Stored data entries
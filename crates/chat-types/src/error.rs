use thiserror::Error;

#[derive(Error, Debug, Clone)]
pub enum ChatError {
    #[error("Storage error: {0}")]
    Storage(String),

    #[error("Socket error: {0}")]
    Socket(String),

    #[error("Serialization error: {0}")]
    Serialization(String),

    #[error("Protocol error: {0}")]
    Protocol(String),

    #[error("Configuration error: {0}")]
    Config(String),

    #[error("JS interop error: {0}")]
    JsInterop(String),
}

impl From<serde_json::Error> for ChatError {
    fn from(e: serde_json::Error) -> Self {
        ChatError::Serialization(e.to_string())
    }
}
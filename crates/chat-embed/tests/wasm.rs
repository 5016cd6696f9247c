//! WASM-target tests for chat-embed (Node.js runtime).
//!
//! Node has no window, so the client runs on memory storage without
//! cross-tab sync, which is exactly the degraded mode being checked here.

use wasm_bindgen::JsValue;
use wasm_bindgen_test::*;

use chat_embed::{resolve_config, ChatClient};
use chat_types::i18n::Language;
use gloo_utils::format::JsValueSerdeExt;
use serde_json::{json, Value};

fn js(value: Value) -> JsValue {
    JsValue::from_serde(&value).unwrap()
}

fn init() -> JsValue {
    js(json!({ "type": "gamblio-chat-init", "clientId": "casino-7", "language": "me" }))
}

// ─── Config Tests ────────────────────────────────────────

#[wasm_bindgen_test]
fn resolve_config_merges_init_over_base() {
    let base = js(json!({ "wsUrl": "wss://chat.example/ws", "storageKey": "k" }));
    let config = resolve_config(&init(), &base).unwrap();
    assert_eq!(config.client_id, "casino-7");
    assert_eq!(config.language, Language::Me);
    assert_eq!(config.endpoint(), Some("wss://chat.example/ws"));
    assert_eq!(config.storage_key, "k");
}

#[wasm_bindgen_test]
fn resolve_config_without_base_uses_defaults() {
    let config = resolve_config(&init(), &JsValue::UNDEFINED).unwrap();
    assert_eq!(config.endpoint(), None);
    assert_eq!(config.storage_key, "support-chat:session");
}

#[wasm_bindgen_test]
fn resolve_config_rejects_foreign_message() {
    let other = js(json!({ "type": "something-else", "clientId": "x" }));
    assert!(resolve_config(&other, &JsValue::NULL).is_err());
    assert!(resolve_config(&JsValue::from_str("nope"), &JsValue::NULL).is_err());
}

// ─── ChatClient Tests ────────────────────────────────────

#[wasm_bindgen_test]
fn client_starts_in_pre_chat() {
    let client = ChatClient::new(init(), JsValue::UNDEFINED).unwrap();
    let snapshot: Value = client.snapshot().unwrap().into_serde().unwrap();
    assert_eq!(snapshot["phase"], "pre-chat");
    assert_eq!(snapshot["inputEnabled"], false);
    assert_eq!(snapshot["hasToken"], false);
    client.dispose();
}

#[wasm_bindgen_test]
fn client_without_endpoint_shows_notice() {
    let client = ChatClient::new(init(), JsValue::UNDEFINED).unwrap();
    client.start_chat("Ada".to_string(), String::new());

    let snapshot: Value = client.snapshot().unwrap().into_serde().unwrap();
    assert_eq!(snapshot["phase"], "connecting");
    assert_eq!(
        snapshot["messages"][0]["content"],
        Language::Me.backend_not_configured()
    );
    client.dispose();
}

#[wasm_bindgen_test]
fn client_dispose_is_idempotent() {
    let client = ChatClient::new(init(), JsValue::UNDEFINED).unwrap();
    client.dispose();
    client.dispose();
    client.start_chat("Ada".to_string(), String::new());
    let snapshot: Value = client.snapshot().unwrap().into_serde().unwrap();
    assert_eq!(snapshot["phase"], "pre-chat");
}

#[wasm_bindgen_test]
fn client_rejects_bad_init() {
    assert!(ChatClient::new(JsValue::NULL, JsValue::UNDEFINED).is_err());
}
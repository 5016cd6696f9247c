//! WebSocket adapter over `web_sys::WebSocket`.
//!
//! Each connection gets its own handler closures, tagged with its
//! [`ConnectionId`]. Handlers only push a [`SocketEvent`] into the channel;
//! the session processes it later on the event loop, so a handler never runs
//! while the session is borrowed and can be dropped safely from `close`.

use std::cell::{Cell, RefCell};
use std::collections::HashMap;

use futures::channel::mpsc;
use wasm_bindgen::prelude::*;
use web_sys::{CloseEvent, Event, MessageEvent, WebSocket};

use chat_core::ports::{ConnectionId, SocketEvent, SocketEventKind, SocketPort};
use chat_types::{ChatError, Result};

struct Connection {
    ws: WebSocket,
    _onopen: Closure<dyn FnMut(Event)>,
    _onmessage: Closure<dyn FnMut(MessageEvent)>,
    _onclose: Closure<dyn FnMut(CloseEvent)>,
    _onerror: Closure<dyn FnMut(Event)>,
}

impl Connection {
    /// Unhook every handler so the socket can no longer reach the closures.
    fn detach(&self) {
        self.ws.set_onopen(None);
        self.ws.set_onmessage(None);
        self.ws.set_onclose(None);
        self.ws.set_onerror(None);
    }
}

pub struct BrowserSocket {
    next_id: Cell<u64>,
    connections: RefCell<HashMap<ConnectionId, Connection>>,
    events: mpsc::UnboundedSender<SocketEvent>,
}

impl BrowserSocket {
    pub fn new(events: mpsc::UnboundedSender<SocketEvent>) -> Self {
        Self {
            next_id: Cell::new(0),
            connections: RefCell::new(HashMap::new()),
            events,
        }
    }

    fn emitter(&self, id: ConnectionId) -> impl Fn(SocketEventKind) + 'static {
        let events = self.events.clone();
        move |kind| {
            if events
                .unbounded_send(SocketEvent {
                    connection: id,
                    kind,
                })
                .is_err()
            {
                log::debug!("Socket event for {:?} after teardown", id);
            }
        }
    }
}

impl SocketPort for BrowserSocket {
    fn connect(&self, url: &str) -> Result<ConnectionId> {
        let ws = WebSocket::new(url)
            .map_err(|e| ChatError::Socket(format!("Failed to open {}: {:?}", url, e)))?;

        let id = ConnectionId(self.next_id.get());
        self.next_id.set(id.0 + 1);

        let emit = self.emitter(id);
        let onopen = Closure::wrap(Box::new(move |_: Event| {
            emit(SocketEventKind::Opened);
        }) as Box<dyn FnMut(Event)>);

        let emit = self.emitter(id);
        let onmessage = Closure::wrap(Box::new(move |event: MessageEvent| {
            match event.data().as_string() {
                Some(text) => emit(SocketEventKind::Frame(text)),
                None => log::debug!("Ignoring binary frame"),
            }
        }) as Box<dyn FnMut(MessageEvent)>);

        let emit = self.emitter(id);
        let onclose = Closure::wrap(Box::new(move |event: CloseEvent| {
            emit(SocketEventKind::Closed {
                code: event.code(),
                reason: event.reason(),
            });
        }) as Box<dyn FnMut(CloseEvent)>);

        let emit = self.emitter(id);
        let onerror = Closure::wrap(Box::new(move |_: Event| {
            emit(SocketEventKind::Error("WebSocket error".to_string()));
        }) as Box<dyn FnMut(Event)>);

        ws.set_onopen(Some(onopen.as_ref().unchecked_ref()));
        ws.set_onmessage(Some(onmessage.as_ref().unchecked_ref()));
        ws.set_onclose(Some(onclose.as_ref().unchecked_ref()));
        ws.set_onerror(Some(onerror.as_ref().unchecked_ref()));

        self.connections.borrow_mut().insert(
            id,
            Connection {
                ws,
                _onopen: onopen,
                _onmessage: onmessage,
                _onclose: onclose,
                _onerror: onerror,
            },
        );
        log::debug!("WebSocket {:?} -> {}", id, url);
        Ok(id)
    }

    fn send(&self, conn: ConnectionId, text: &str) -> Result<()> {
        let connections = self.connections.borrow();
        let connection = connections
            .get(&conn)
            .ok_or_else(|| ChatError::Socket(format!("Unknown connection {:?}", conn)))?;
        connection
            .ws
            .send_with_str(text)
            .map_err(|e| ChatError::Socket(format!("{:?}", e)))
    }

    fn is_open(&self, conn: ConnectionId) -> bool {
        self.connections
            .borrow()
            .get(&conn)
            .is_some_and(|c| c.ws.ready_state() == WebSocket::OPEN)
    }

    fn close(&self, conn: ConnectionId) {
        let Some(connection) = self.connections.borrow_mut().remove(&conn) else {
            return;
        };
        connection.detach();
        if let Err(e) = connection.ws.close() {
            log::debug!("WebSocket {:?} close failed: {:?}", conn, e);
        }
    }
}

impl Drop for BrowserSocket {
    fn drop(&mut self) {
        for (_, connection) in self.connections.get_mut().drain() {
            connection.detach();
            let _ = connection.ws.close();
        }
    }
}
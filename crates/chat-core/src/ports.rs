//! Port traits at the hexagonal architecture boundary.
//!
//! These traits are defined here in `chat-core` (pure Rust).
//! Implementations live in `chat-platform` (browser adapters).
//! The core never imports platform code; it only depends on these traits.
//!
//! Every port is synchronous. Browser storage is synchronous, socket sends are
//! fire-and-forget, and socket lifecycle is pushed back into the session as
//! [`SocketEvent`]s on the event loop.

use chat_types::Result;

// ─── Storage Port ────────────────────────────────────────────

pub trait KeyValueStore {
    fn get(&self, key: &str) -> Result<Option<String>>;

    fn set(&self, key: &str, value: &str) -> Result<()>;

    fn remove(&self, key: &str) -> Result<()>;

    /// Name of this backend (for logging/debug)
    fn backend_name(&self) -> &str;
}

// ─── Socket Port ─────────────────────────────────────────────

/// Identifies one physical connection for its whole lifetime.
#[derive(Debug, Clone, Copy, PartialEq, Eq, Hash)]
pub struct ConnectionId(pub u64);

pub trait SocketPort {
    /// Begin connecting. Lifecycle arrives later as [`SocketEvent`]s.
    fn connect(&self, url: &str) -> Result<ConnectionId>;

    fn send(&self, conn: ConnectionId, text: &str) -> Result<()>;

    /// True only while the connection is in the open state
    fn is_open(&self, conn: ConnectionId) -> bool;

    /// Close and forget the connection. Idempotent.
    fn close(&self, conn: ConnectionId);
}

#[derive(Debug, Clone, PartialEq, Eq)]
pub struct SocketEvent {
    pub connection: ConnectionId,
    pub kind: SocketEventKind,
}

#[derive(Debug, Clone, PartialEq, Eq)]
pub enum SocketEventKind {
    Opened,
    Frame(String),
    Closed { code: u16, reason: String },
    Error(String),
}

// ─── Clock Port ──────────────────────────────────────────────

pub trait Clock {
    /// Wall-clock milliseconds since the Unix epoch
    fn now_ms(&self) -> u64;

    fn now_secs(&self) -> i64 {
        (self.now_ms() / 1000) as i64
    }
}
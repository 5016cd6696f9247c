//! Simple event bus for decoupled communication between the session and the host UI.
//!
//! The bus is single-threaded (WASM constraint) and uses interior mutability
//! via RefCell. Events are buffered and drained by the embed layer after
//! every input it pumps into the session.

use std::cell::RefCell;
use std::collections::VecDeque;
use std::rc::Rc;

use crate::state::{Phase, RatingState};

/// Change notifications emitted by the session
#[derive(Debug, Clone, PartialEq, Eq)]
pub enum ChatEvent {
    PhaseChanged(Phase),
    TranscriptChanged,
    InputChanged(bool),
    TypingChanged(bool),
    BumpChanged(bool),
    RatingChanged(RatingState),
}

/// Shared event bus, clone-cheap via Rc.
#[derive(Clone)]
pub struct EventBus {
    inner: Rc<RefCell<VecDeque<ChatEvent>>>,
}

impl EventBus {
    pub fn new() -> Self {
        Self {
            inner: Rc::new(RefCell::new(VecDeque::new())),
        }
    }

    pub fn emit(&self, event: ChatEvent) {
        self.inner.borrow_mut().push_back(event);
    }

    pub fn drain(&self) -> Vec<ChatEvent> {
        self.inner.borrow_mut().drain(..).collect()
    }

    pub fn has_pending(&self) -> bool {
        !self.inner.borrow().is_empty()
    }
}

impl Default for EventBus {
    fn default() -> Self {
        Self::new()
    }
}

» **WHAT THIS TASK INVOLVES**
Each line above with the string "ChatEvent" should be reported in full.

» **PROBLEM SOLUTION**
pub enum ChatEvent {
    inner: Rc<RefCell<VecDeque<ChatEvent>>>,
    pub fn emit(&self, event: ChatEvent) {
    pub fn drain(&self) -> Vec<ChatEvent> {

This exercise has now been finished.